(Extracted entries begins)
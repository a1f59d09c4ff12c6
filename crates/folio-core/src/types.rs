//! Domain types shared by the reassembly engine, the ingestion pipeline and
//! the storage sink.

use chrono::Utc;
use serde::{Deserialize, Serialize};
use std::fmt;
use uuid::Uuid;

/// Bibliographic metadata derived once per source file from its name.
///
/// - `source_id`: fresh identifier assigned when the file is picked up
/// - `source_name`: original file name, extension included
/// - `genre`/`author`/`title`: parsed from `<genre>_<author> — <title>`
/// - `folder`: containing folder after folder-name mapping
#[derive(Debug, Clone, PartialEq, Eq, Serialize, Deserialize)]
pub struct BibliographicRecord {
    pub source_id: Uuid,
    pub source_name: String,
    pub genre: String,
    pub author: String,
    pub title: String,
    pub folder: String,
}

/// One emitted, size-bounded unit of document text.
#[derive(Debug, Clone, PartialEq, Serialize, Deserialize)]
pub struct Chunk {
    pub source_id: Uuid,
    pub source_name: String,
    pub genre: String,
    pub author: String,
    pub book_title: String,
    pub content: String,
    /// 1-based, contiguous within a document.
    pub sequence_index: u64,
    pub char_count: u64,
    pub word_count: u64,
    pub language: String,
    pub ocr_quality: f64,
    pub created_at: i64,
    pub updated_at: i64,
}

#[derive(Debug, Clone, PartialEq, Eq, Serialize, Deserialize)]
pub struct AuthorEntry {
    pub name: String,
    pub entry_type: String,
    pub role: String,
    pub description: String,
    pub avatar_file: String,
    pub created_at: i64,
    pub updated_at: i64,
}

impl AuthorEntry {
    pub fn from_record(record: &BibliographicRecord) -> Self {
        let now = Utc::now().timestamp();
        Self {
            name: record.author.clone(),
            entry_type: BOOK_ENTRY.to_string(),
            role: String::new(),
            description: String::new(),
            avatar_file: String::new(),
            created_at: now,
            updated_at: now,
        }
    }
}

#[derive(Debug, Clone, PartialEq, Eq, Serialize, Deserialize)]
pub struct CategoryEntry {
    pub name: String,
    pub entry_type: String,
    pub description: String,
    pub created_at: i64,
    pub updated_at: i64,
}

impl CategoryEntry {
    pub fn from_record(record: &BibliographicRecord) -> Self {
        let now = Utc::now().timestamp();
        Self {
            name: record.genre.clone(),
            entry_type: BOOK_ENTRY.to_string(),
            description: String::new(),
            created_at: now,
            updated_at: now,
        }
    }
}

#[derive(Debug, Clone, PartialEq, Eq, Serialize, Deserialize)]
pub struct TitleEntry {
    pub title: String,
    pub entry_type: String,
    pub description: String,
    pub created_at: i64,
    pub updated_at: i64,
}

impl TitleEntry {
    pub fn from_record(record: &BibliographicRecord) -> Self {
        let now = Utc::now().timestamp();
        Self {
            title: record.title.clone(),
            entry_type: BOOK_ENTRY.to_string(),
            description: String::new(),
            created_at: now,
            updated_at: now,
        }
    }
}

const BOOK_ENTRY: &str = "book";

/// The record shapes a storage sink accepts.
#[derive(Debug, Clone, Copy, PartialEq, Eq, Hash, PartialOrd, Ord, Serialize, Deserialize)]
#[serde(rename_all = "lowercase")]
pub enum RecordKind {
    Chunk,
    Author,
    Category,
    Title,
}

impl RecordKind {
    pub const ALL: [RecordKind; 4] = [Self::Chunk, Self::Author, Self::Category, Self::Title];

    /// Name of the backing table for this kind.
    pub fn table_name(self) -> &'static str {
        match self {
            Self::Chunk => "chunks",
            Self::Author => "authors",
            Self::Category => "categories",
            Self::Title => "titles",
        }
    }
}

impl fmt::Display for RecordKind {
    fn fmt(&self, f: &mut fmt::Formatter<'_>) -> fmt::Result {
        f.write_str(self.table_name())
    }
}

/// An ordered group of same-kind records handed to the sink in one bulk write.
#[derive(Debug, Clone, PartialEq)]
pub enum Batch {
    Chunks(Vec<Chunk>),
    Authors(Vec<AuthorEntry>),
    Categories(Vec<CategoryEntry>),
    Titles(Vec<TitleEntry>),
}

impl Batch {
    pub fn kind(&self) -> RecordKind {
        match self {
            Self::Chunks(_) => RecordKind::Chunk,
            Self::Authors(_) => RecordKind::Author,
            Self::Categories(_) => RecordKind::Category,
            Self::Titles(_) => RecordKind::Title,
        }
    }

    pub fn len(&self) -> usize {
        match self {
            Self::Chunks(v) => v.len(),
            Self::Authors(v) => v.len(),
            Self::Categories(v) => v.len(),
            Self::Titles(v) => v.len(),
        }
    }

    pub fn is_empty(&self) -> bool {
        self.len() == 0
    }
}

/// Size targets for the reassembly engine, in Unicode codepoints.
#[derive(Debug, Clone, Copy, PartialEq, Eq, Serialize, Deserialize)]
#[serde(default)]
pub struct ChunkLimits {
    pub min: usize,
    pub optimal: usize,
    pub max: usize,
}

impl Default for ChunkLimits {
    fn default() -> Self {
        Self { min: 300, optimal: 1800, max: 3500 }
    }
}

impl ChunkLimits {
    pub fn new(min: usize, optimal: usize, max: usize) -> crate::Result<Self> {
        let limits = Self { min, optimal, max };
        limits.validate()?;
        Ok(limits)
    }

    pub fn validate(&self) -> crate::Result<()> {
        if self.min >= self.optimal || self.optimal >= self.max {
            return Err(crate::Error::InvalidConfig(format!(
                "chunk limits must satisfy min < optimal < max (got {}/{}/{})",
                self.min, self.optimal, self.max
            )));
        }
        Ok(())
    }

    /// Upper edge of the "keep growing" band.
    pub(crate) fn optimal_band(&self) -> f64 {
        self.optimal as f64 * 1.05
    }
}

/// How base64-looking artifacts are removed from emitted chunks.
#[derive(Debug, Clone, Copy, PartialEq, Eq, Default, Serialize, Deserialize)]
#[serde(rename_all = "lowercase")]
pub enum StripMode {
    #[default]
    Off,
    Single,
    Recursive,
}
(Extracted entries ends)
--- Instructions for the task ---
Using the entries shown above, reproduce verbatim the lines from the line bearing "1800, max: 3500" to the line bearing "pub fn validate(&self)", inclusive.

--- Exercise solution ---
        Self { min: 300, optimal: 1800, max: 3500 }
    }
}

impl ChunkLimits {
    pub fn new(min: usize, optimal: usize, max: usize) -> crate::Result<Self> {
        let limits = Self { min, optimal, max };
        limits.validate()?;
        Ok(limits)
    }

    pub fn validate(&self) -> crate::Result<()> {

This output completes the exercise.